O transplante foi feito em novembro de 2019. As sessões intensas de quimioterapia levaram a uma reação no pulmão e ele voltou a ser internado em 3 de março do ano passado. "Quando surgiu a pandemia, fiquei o tempo todo com ele no hospital, passei quase um mês sem ver meus outros filhos", diz Fernanda. Para suprir em parte a falta dos irmãos, a quem Kaleb sempre foi apegado, a mãe sugeriu que eles fizessem novos amigos no hospital - alguns mantidos até hoje.
"Quando você foca na vida da outra pessoa, você cria empatia e transforma a sua própria perspectiva", diz ela. "Isso nos ajudou a lidar com as emoções e a não nos entregarmos ao desespero".

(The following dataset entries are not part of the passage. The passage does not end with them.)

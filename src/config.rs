//! Configuration management for the fraud risk scorer

use crate::policy::{validate_threshold, DEFAULT_THRESHOLD};
use anyhow::{Context, Result};
use config::{Config, Environment, File};
use serde::Deserialize;
use std::path::Path;

/// Default configuration file location
pub const DEFAULT_CONFIG_PATH: &str = "config/config.toml";

/// Model artifact format
#[derive(Debug, Clone, Copy, Deserialize, PartialEq, Eq, Default)]
#[serde(rename_all = "lowercase")]
pub enum ModelFormat {
    /// Pick from the file extension (`.onnx` or forest JSON)
    #[default]
    Auto,
    /// Decision-forest JSON export
    Forest,
    /// ONNX graph with a `.features.json` sidecar
    Onnx,
}

/// Main application configuration
#[derive(Debug, Clone, Deserialize)]
pub struct AppConfig {
    pub model: ModelConfig,
    pub detection: DetectionConfig,
    pub logging: LoggingConfig,
}

/// Model artifact configuration
#[derive(Debug, Clone, Deserialize)]
pub struct ModelConfig {
    /// Path to the model artifact
    pub path: String,
    #[serde(default)]
    pub format: ModelFormat,
    /// Number of threads for ONNX inference (default: 1)
    #[serde(default = "default_onnx_threads")]
    pub onnx_threads: usize,
}

fn default_onnx_threads() -> usize {
    1
}

/// Detection configuration
#[derive(Debug, Clone, Deserialize)]
pub struct DetectionConfig {
    /// Fraud probability at or above which a transaction is blocked
    pub threshold: f64,
}

/// Logging configuration
#[derive(Debug, Clone, Deserialize)]
pub struct LoggingConfig {
    /// Log level (trace, debug, info, warn, error)
    pub level: String,
    /// Log format (json, pretty)
    pub format: String,
}

impl AppConfig {
    /// Load configuration: defaults, then `config/config.toml` if present,
    /// then `FRAUD_SCORER__*` environment variables.
    pub fn load() -> Result<Self> {
        Self::build(Path::new(DEFAULT_CONFIG_PATH), false)
    }

    /// Load configuration from a specific path, which must exist
    pub fn load_from_path<P: AsRef<Path>>(path: P) -> Result<Self> {
        Self::build(path.as_ref(), true)
    }

    fn build(path: &Path, required: bool) -> Result<Self> {
        let defaults = Self::default();

        let config = Config::builder()
            .set_default("model.path", defaults.model.path)?
            .set_default("model.format", "auto")?
            .set_default("model.onnx_threads", defaults.model.onnx_threads as i64)?
            .set_default("detection.threshold", defaults.detection.threshold)?
            .set_default("logging.level", defaults.logging.level)?
            .set_default("logging.format", defaults.logging.format)?
            .add_source(File::from(path).required(required))
            .add_source(Environment::with_prefix("FRAUD_SCORER").separator("__"))
            .build()
            .context("Failed to build configuration")?;

        let config: AppConfig = config
            .try_deserialize()
            .context("Failed to deserialize configuration")?;

        config.validate()?;
        Ok(config)
    }

    /// Reject values the pipeline cannot run with
    pub fn validate(&self) -> Result<()> {
        validate_threshold(self.detection.threshold).context("Invalid [detection] section")?;
        Ok(())
    }
}

impl Default for AppConfig {
    fn default() -> Self {
        Self {
            model: ModelConfig {
                path: "models/demo_forest.json".to_string(),
                format: ModelFormat::Auto,
                onnx_threads: 1,
            },
            detection: DetectionConfig {
                threshold: DEFAULT_THRESHOLD,
            },
            logging: LoggingConfig {
                level: "info".to_string(),
                format: "pretty".to_string(),
            },
        }
    }
}
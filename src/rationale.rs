//! Rule-based rationale for a scored transaction.
//!
//! Signals come from fixed rules over the raw fields. The closing decision
//! line uses its own fixed probability scale and never consults the
//! operator's threshold, so it can disagree with the policy tier near band
//! edges. Model feature importances are shown for context only and do not
//! influence which rules fire.

use crate::types::transaction::TransactionRecord;
use serde::{Deserialize, Serialize};
use std::fmt;
use std::fmt::Write as _;

/// Amount above which a transaction is flagged
pub const HIGH_AMOUNT: f64 = 200_000.0;

/// Absolute sender balance change above which a transaction is flagged
pub const LARGE_BALANCE_DIFF: f64 = 100_000.0;

/// Narrative scale cut-offs
pub const NARRATIVE_HIGH: f64 = 0.5;
pub const NARRATIVE_MEDIUM: f64 = 0.3;

/// Number of top-importance features quoted in the summary
pub const TOP_FEATURES: usize = 3;

/// Human-readable reason attached to a scoring decision
#[derive(Debug, Clone, Copy, PartialEq, Eq, Hash, Serialize, Deserialize)]
#[serde(rename_all = "snake_case")]
pub enum RiskSignal {
    HighAmount,
    LargeBalanceDifference,
    RiskyTransactionType,
    /// Placeholder when no rule fires
    NoStrongIndicators,
}

impl fmt::Display for RiskSignal {
    fn fmt(&self, f: &mut fmt::Formatter<'_>) -> fmt::Result {
        f.write_str(match self {
            RiskSignal::HighAmount => "high transaction amount",
            RiskSignal::LargeBalanceDifference => "large balance difference after transaction",
            RiskSignal::RiskyTransactionType => "risky transaction type (TRANSFER / CASH_OUT)",
            RiskSignal::NoStrongIndicators => "no strong fraud indicators detected",
        })
    }
}

/// Fixed-scale narrative risk level
#[derive(Debug, Clone, Copy, PartialEq, Eq, Hash, Serialize, Deserialize)]
#[serde(rename_all = "lowercase")]
pub enum NarrativeLevel {
    Low,
    Medium,
    High,
}

impl NarrativeLevel {
    pub fn from_probability(probability: f64) -> Self {
        if probability >= NARRATIVE_HIGH {
            NarrativeLevel::High
        } else if probability >= NARRATIVE_MEDIUM {
            NarrativeLevel::Medium
        } else {
            NarrativeLevel::Low
        }
    }
}

impl fmt::Display for NarrativeLevel {
    fn fmt(&self, f: &mut fmt::Formatter<'_>) -> fmt::Result {
        f.write_str(match self {
            NarrativeLevel::High => "high risk",
            NarrativeLevel::Medium => "medium risk",
            NarrativeLevel::Low => "low risk",
        })
    }
}

/// Signals, narrative level and composed markdown summary
#[derive(Debug, Clone, PartialEq)]
pub struct Rationale {
    pub signals: Vec<RiskSignal>,
    pub narrative: NarrativeLevel,
    pub summary: String,
}

/// Evaluate the signal rules in their fixed order. Never empty.
pub fn detect_signals(record: &TransactionRecord) -> Vec<RiskSignal> {
    let mut signals = Vec::new();

    if record.amount > HIGH_AMOUNT {
        signals.push(RiskSignal::HighAmount);
    }

    if record.balance_diff().abs() > LARGE_BALANCE_DIFF {
        signals.push(RiskSignal::LargeBalanceDifference);
    }

    if matches!(record.transaction_type.code(), 1 | 2) {
        signals.push(RiskSignal::RiskyTransactionType);
    }

    if signals.is_empty() {
        signals.push(RiskSignal::NoStrongIndicators);
    }

    signals
}

/// Build the rationale for a scored transaction.
pub fn explain<S: AsRef<str>>(
    record: &TransactionRecord,
    probability: f64,
    top_features: &[S],
) -> Rationale {
    let signals = detect_signals(record);
    let narrative = NarrativeLevel::from_probability(probability);
    let summary = compose_summary(probability, &signals, narrative, top_features);

    Rationale {
        signals,
        narrative,
        summary,
    }
}

fn compose_summary<S: AsRef<str>>(
    probability: f64,
    signals: &[RiskSignal],
    narrative: NarrativeLevel,
    top_features: &[S],
) -> String {
    let mut summary = format!("**Fraud Probability:** `{probability:.2}`\n\n**Detected Risk Signals:**\n");

    for signal in signals {
        // Writing into a String cannot fail.
        let _ = writeln!(summary, "- {signal}");
    }

    if !top_features.is_empty() {
        let quoted: Vec<String> = top_features
            .iter()
            .map(|name| format!("`{}`", name.as_ref()))
            .collect();
        let _ = write!(summary, "\n**Top Model Features:** {}\n", quoted.join(", "));
    }

    let _ = write!(summary, "\n**Final Decision:** {narrative} transaction");
    summary
}
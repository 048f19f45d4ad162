//! Post handlers.

use actix_web::{HttpResponse, web};
use serde::Deserialize;

use quill_core::domain::{NewPost, PostDetail, PostPatch};
use quill_shared::MessageResponse;
use quill_shared::dto::{PostRequest, PostResponse, PostUpdateRequest};

use crate::handlers::validate;
use crate::middleware::auth::Identity;
use crate::middleware::error::ApiResult;
use crate::state::AppState;

fn to_response(detail: PostDetail) -> PostResponse {
    PostResponse {
        title: detail.post.title,
        content: detail.post.content,
        categories: detail.categories,
        tags: detail.tags,
        created_at: detail.post.created_at,
        updated_at: detail.post.updated_at,
    }
}

#[derive(Deserialize)]
pub struct CategoryQuery {
    category: String,
}

#[derive(Deserialize)]
pub struct TagQuery {
    tag: String,
}

/// POST /api/v1/posts/create
pub async fn create(
    state: web::Data<AppState>,
    identity: Identity,
    body: web::Json<PostRequest>,
) -> ApiResult<HttpResponse> {
    let req = body.into_inner();
    validate::post(&req)?;

    let detail = state
        .posts
        .create(
            &identity.email,
            NewPost {
                title: req.title,
                content: req.content,
                categories: req.categories,
                tags: req.tags,
            },
        )
        .await?;

    Ok(HttpResponse::Created().json(to_response(detail)))
}

/// GET /api/v1/posts/{title}
pub async fn get(state: web::Data<AppState>, title: web::Path<String>) -> ApiResult<HttpResponse> {
    let detail = state.posts.get(&title).await?;

    Ok(HttpResponse::Ok().json(to_response(detail)))
}

/// GET /api/v1/posts/all
pub async fn all(state: web::Data<AppState>) -> ApiResult<HttpResponse> {
    let details = state.posts.list_all().await?;

    let responses: Vec<PostResponse> = details.into_iter().map(to_response).collect();
    Ok(HttpResponse::Ok().json(responses))
}

/// GET /api/v1/posts/all-by-category?category=name
pub async fn all_by_category(
    state: web::Data<AppState>,
    query: web::Query<CategoryQuery>,
) -> ApiResult<HttpResponse> {
    let details = state.posts.list_by_category(&query.category).await?;

    let responses: Vec<PostResponse> = details.into_iter().map(to_response).collect();
    Ok(HttpResponse::Ok().json(responses))
}

/// GET /api/v1/posts/all-by-tag?tag=name
pub async fn all_by_tag(
    state: web::Data<AppState>,
    query: web::Query<TagQuery>,
) -> ApiResult<HttpResponse> {
    let details = state.posts.list_by_tag(&query.tag).await?;

    let responses: Vec<PostResponse> = details.into_iter().map(to_response).collect();
    Ok(HttpResponse::Ok().json(responses))
}

/// PUT /api/v1/posts/update/{title}
pub async fn update(
    state: web::Data<AppState>,
    identity: Identity,
    title: web::Path<String>,
    body: web::Json<PostUpdateRequest>,
) -> ApiResult<HttpResponse> {
    let req = body.into_inner();

    let detail = state
        .posts
        .update(
            &identity.email,
            &title,
            PostPatch {
                title: req.title,
                content: req.content,
            },
        )
        .await?;

    Ok(HttpResponse::Ok().json(to_response(detail)))
}

/// DELETE /api/v1/posts/{title}
pub async fn delete(
    state: web::Data<AppState>,
    identity: Identity,
    title: web::Path<String>,
) -> ApiResult<HttpResponse> {
    state.posts.delete(&identity.email, &title).await?;

    Ok(HttpResponse::Ok().json(MessageResponse::new(format!(
        "Post with the title '{}' deleted",
        title
    ))))
}
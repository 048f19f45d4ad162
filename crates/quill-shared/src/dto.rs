//! Data Transfer Objects - request/response types for the API.

use std::collections::BTreeSet;

use chrono::{DateTime, Utc};
use serde::{Deserialize, Serialize};
use uuid::Uuid;

/// Request to register a new account.
#[derive(Debug, Clone, Serialize, Deserialize)]
#[serde(rename_all = "camelCase")]
pub struct RegisterRequest {
    pub first_name: String,
    pub last_name: String,
    pub email: String,
    pub password: String,
    pub repeat_password: String,
}

/// Request to login.
#[derive(Debug, Clone, Serialize, Deserialize)]
pub struct LoginRequest {
    pub email: String,
    pub password: String,
}

/// Response carrying the bearer token issued on register and login.
#[derive(Debug, Clone, Serialize, Deserialize)]
pub struct AuthResponse {
    pub token: String,
}

/// Request to create a post together with its initial associations.
///
/// Category and tag names deserialize into sets, so duplicates in the
/// payload collapse to a single membership.
#[derive(Debug, Clone, Serialize, Deserialize)]
pub struct PostRequest {
    pub title: String,
    pub content: String,
    pub categories: BTreeSet<String>,
    pub tags: BTreeSet<String>,
}

/// Partial update of a post. Absent fields keep their current value.
#[derive(Debug, Clone, Default, Serialize, Deserialize)]
pub struct PostUpdateRequest {
    pub title: Option<String>,
    pub content: Option<String>,
}

/// Public projection of a post with its resolved association names.
#[derive(Debug, Clone, Serialize, Deserialize)]
#[serde(rename_all = "camelCase")]
pub struct PostResponse {
    pub title: String,
    pub content: String,
    pub categories: Vec<String>,
    pub tags: Vec<String>,
    pub created_at: DateTime<Utc>,
    pub updated_at: DateTime<Utc>,
}

/// A category name payload.
#[derive(Debug, Clone, Serialize, Deserialize)]
pub struct CategoryDto {
    pub name: String,
}

/// A tag name payload.
#[derive(Debug, Clone, Serialize, Deserialize)]
pub struct TagDto {
    pub name: String,
}

/// Request to create or edit a comment.
#[derive(Debug, Clone, Serialize, Deserialize)]
pub struct CommentRequest {
    pub content: String,
}

/// Public projection of a comment. `user_name` is the author's email.
#[derive(Debug, Clone, Serialize, Deserialize)]
#[serde(rename_all = "camelCase")]
pub struct CommentResponse {
    pub id: Uuid,
    pub user_name: String,
    pub content: String,
    pub created_at: DateTime<Utc>,
    pub updated_at: DateTime<Utc>,
}
//! # Quill Infrastructure
//!
//! Concrete implementations of the ports defined in `quill-core`:
//! the SeaORM repositories, the in-memory fallback store, and the
//! JWT/Argon2 authentication services.
//!
//! ## Feature Flags
//!
//! - `full` (default) - All features enabled
//! - `postgres` - PostgreSQL database support via SeaORM
//! - `auth` - JWT + Argon2 authentication

pub mod database;

#[cfg(feature = "auth")]
pub mod auth;

pub use database::InMemoryStore;

#[cfg(feature = "auth")]
pub use auth::{Argon2PasswordService, JwtTokenService};
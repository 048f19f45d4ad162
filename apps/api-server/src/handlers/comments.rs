//! Comment handlers.

use actix_web::{HttpResponse, web};
use uuid::Uuid;

use quill_core::domain::CommentDetail;
use quill_shared::MessageResponse;
use quill_shared::dto::{CommentRequest, CommentResponse};

use crate::handlers::validate;
use crate::middleware::auth::Identity;
use crate::middleware::error::ApiResult;
use crate::state::AppState;

fn to_response(detail: CommentDetail) -> CommentResponse {
    CommentResponse {
        id: detail.comment.id,
        user_name: detail.author_email,
        content: detail.comment.content,
        created_at: detail.comment.created_at,
        updated_at: detail.comment.updated_at,
    }
}

/// POST /api/v1/posts/{title}/comments/create
pub async fn create(
    state: web::Data<AppState>,
    identity: Identity,
    title: web::Path<String>,
    body: web::Json<CommentRequest>,
) -> ApiResult<HttpResponse> {
    let req = body.into_inner();
    validate::comment(&req)?;

    let detail = state
        .comments
        .create(&identity.email, &title, req.content)
        .await?;

    Ok(HttpResponse::Created().json(to_response(detail)))
}

/// GET /api/v1/posts/{title}/comments/{id}
pub async fn get(
    state: web::Data<AppState>,
    path: web::Path<(String, Uuid)>,
) -> ApiResult<HttpResponse> {
    let (title, id) = path.into_inner();

    let detail = state.comments.get(&title, id).await?;

    Ok(HttpResponse::Ok().json(to_response(detail)))
}

/// GET /api/v1/posts/{title}/comments/all
pub async fn all(
    state: web::Data<AppState>,
    title: web::Path<String>,
) -> ApiResult<HttpResponse> {
    let details = state.comments.list_for_post(&title).await?;

    let responses: Vec<CommentResponse> = details.into_iter().map(to_response).collect();
    Ok(HttpResponse::Ok().json(responses))
}

/// PUT /api/v1/posts/{title}/comments/{id}/update
pub async fn update(
    state: web::Data<AppState>,
    identity: Identity,
    path: web::Path<(String, Uuid)>,
    body: web::Json<CommentRequest>,
) -> ApiResult<HttpResponse> {
    let (title, id) = path.into_inner();
    let req = body.into_inner();
    validate::comment(&req)?;

    let detail = state
        .comments
        .update(&identity.email, &title, id, req.content)
        .await?;

    Ok(HttpResponse::Ok().json(to_response(detail)))
}

/// DELETE /api/v1/posts/{title}/comments/{id}/delete
pub async fn delete(
    state: web::Data<AppState>,
    identity: Identity,
    path: web::Path<(String, Uuid)>,
) -> ApiResult<HttpResponse> {
    let (title, id) = path.into_inner();

    state.comments.delete(&identity.email, &title, id).await?;

    Ok(HttpResponse::Ok().json(MessageResponse::new("Comment deleted!")))
}
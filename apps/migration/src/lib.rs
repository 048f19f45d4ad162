pub use sea_orm_migration::prelude::*;

mod m20250820_000001_create_tables;

pub struct Migrator;

#[async_trait::async_trait]
impl MigratorTrait for Migrator {
    fn migrations() -> Vec<Box<dyn MigrationTrait>> {
        vec![Box::new(m20250820_000001_create_tables::Migration)]
    }
}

O momento de dor profunda, porém, chegou. Kaleb precisou ser entubado em abril e, em 12 de maio de 2020, faleceu. Dois dias antes, sem perspectiva de melhoras, Fernanda e o marido questionaram se os irmãos queriam se despedir de Kaleb. Todos concordaram. O garoto permanecia sedado, mas os irmãos conversaram com ele. "O meu caçula disse: 'Vá para casa, Kaleb. Nós vamos mais tarde'", lembra Fernanda, que chegou a colocar o filho já morto no colo. "Deixá-lo ir, depois de tanto sofrimento, trouxe muita paz", diz ela, para quem Deus se tornou muito mais real depois de toda a experiência. "É claro que houve dor e desespero, mas a fé nos permitiu não permanecer lá e voltarmos a viver".